On Mr Galloway's record as the area's former MP, she said: “I think the tragedy has been that huge swell of enthusiasm that happened in 2012 and the real yearning on the ground has been disappointed.”

Ms Yaqoob acknowledged she was now being helped by former supporters of the now-defunct Respect Party, but said they were “genuine people” and not “apologists for that person”.

She said: “So any notion, which sadly is being spread in the current campaign, that somehow this is a revenge campaign or George Galloway has some input into it, is absolutely incorrect.

“I would be the last person to be used for such a means.”

Ms Yaqoob, an NHS manager who was born in Bradford but lives in Birmingham, said she had been approached by Bradfordians urging her to stand in the election and continue the “original, positive, fresh, vibrant campaign”.

Ms Yaqoob said while she didn’t have a formal manifesto, she would be campaigning about issues like education, unemployment, health and homelessness.

Ms Yaqoob is an enthusiastic supporter of the idea of left-wing parties collaborating to form so-called ‘progressive alliances’ and said she was also a firm supporter of Labour leader Jeremy Corbyn.

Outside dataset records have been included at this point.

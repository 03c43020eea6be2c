//! `tokio_util::codec` adapter for async transports.

use bytes::{Buf, Bytes, BytesMut};
use tokio_util::codec::{Decoder, Encoder};

use crate::codec::{encode_message, Frame, FrameConfig};
use crate::error::FrameError;
use crate::reader::FrameReader;

/// A request ready for encoding: sequence number plus `type | len | payload`.
#[derive(Debug, Clone)]
pub struct OutboundMessage {
    pub sequence_number: u8,
    pub body: Bytes,
}

impl OutboundMessage {
    pub fn new(sequence_number: u8, body: impl Into<Bytes>) -> Self {
        Self {
            sequence_number,
            body: body.into(),
        }
    }
}

/// Codec pairing the incremental [`FrameReader`] with the message encoder.
#[derive(Debug)]
pub struct HanaCodec {
    header: u8,
    reader: FrameReader,
}

impl HanaCodec {
    pub fn new() -> Self {
        Self::with_config(&FrameConfig::default())
    }

    pub fn with_config(config: &FrameConfig) -> Self {
        Self {
            header: config.header,
            reader: FrameReader::with_config(config),
        }
    }

    /// Borrow the frame parser (state and counters).
    pub fn reader(&self) -> &FrameReader {
        &self.reader
    }
}

impl Default for HanaCodec {
    fn default() -> Self {
        Self::new()
    }
}

impl Decoder for HanaCodec {
    type Item = Frame;
    type Error = FrameError;

    fn decode(&mut self, src: &mut BytesMut) -> Result<Option<Frame>, FrameError> {
        // Bytes are consumed as they are parsed; partial frames live in the reader.
        while src.has_remaining() {
            let byte = src.get_u8();
            if let Some(frame) = self.reader.push(byte) {
                return Ok(Some(frame));
            }
        }
        Ok(None)
    }
}

impl Encoder<OutboundMessage> for HanaCodec {
    type Error = FrameError;

    fn encode(&mut self, item: OutboundMessage, dst: &mut BytesMut) -> Result<(), FrameError> {
        encode_message(self.header, item.sequence_number, &item.body, dst)
    }
}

Asked why, then, she was standing against one of Mr Corbyn’s sitting MPs, she said she had “a huge amount of respect for Naz Shah as an individual - she’s broken certain barriers” but then accused her of being part of a cabal of MPs seeking “to undermine their own party leader”.

Ms Shah denied this, and said: “No-one knows the issues faced by Bradford West better than I do, having lived here, worked here, been born here, raised here and my kids are here.”

She said she had worked hard over the last two years to bring about changes to benefit “the entire constituency”.

She said Labour’s manifesto offered “radical change”, which was the platform she and her party colleagues were standing on.

Mr Galloway could not be reached for comment.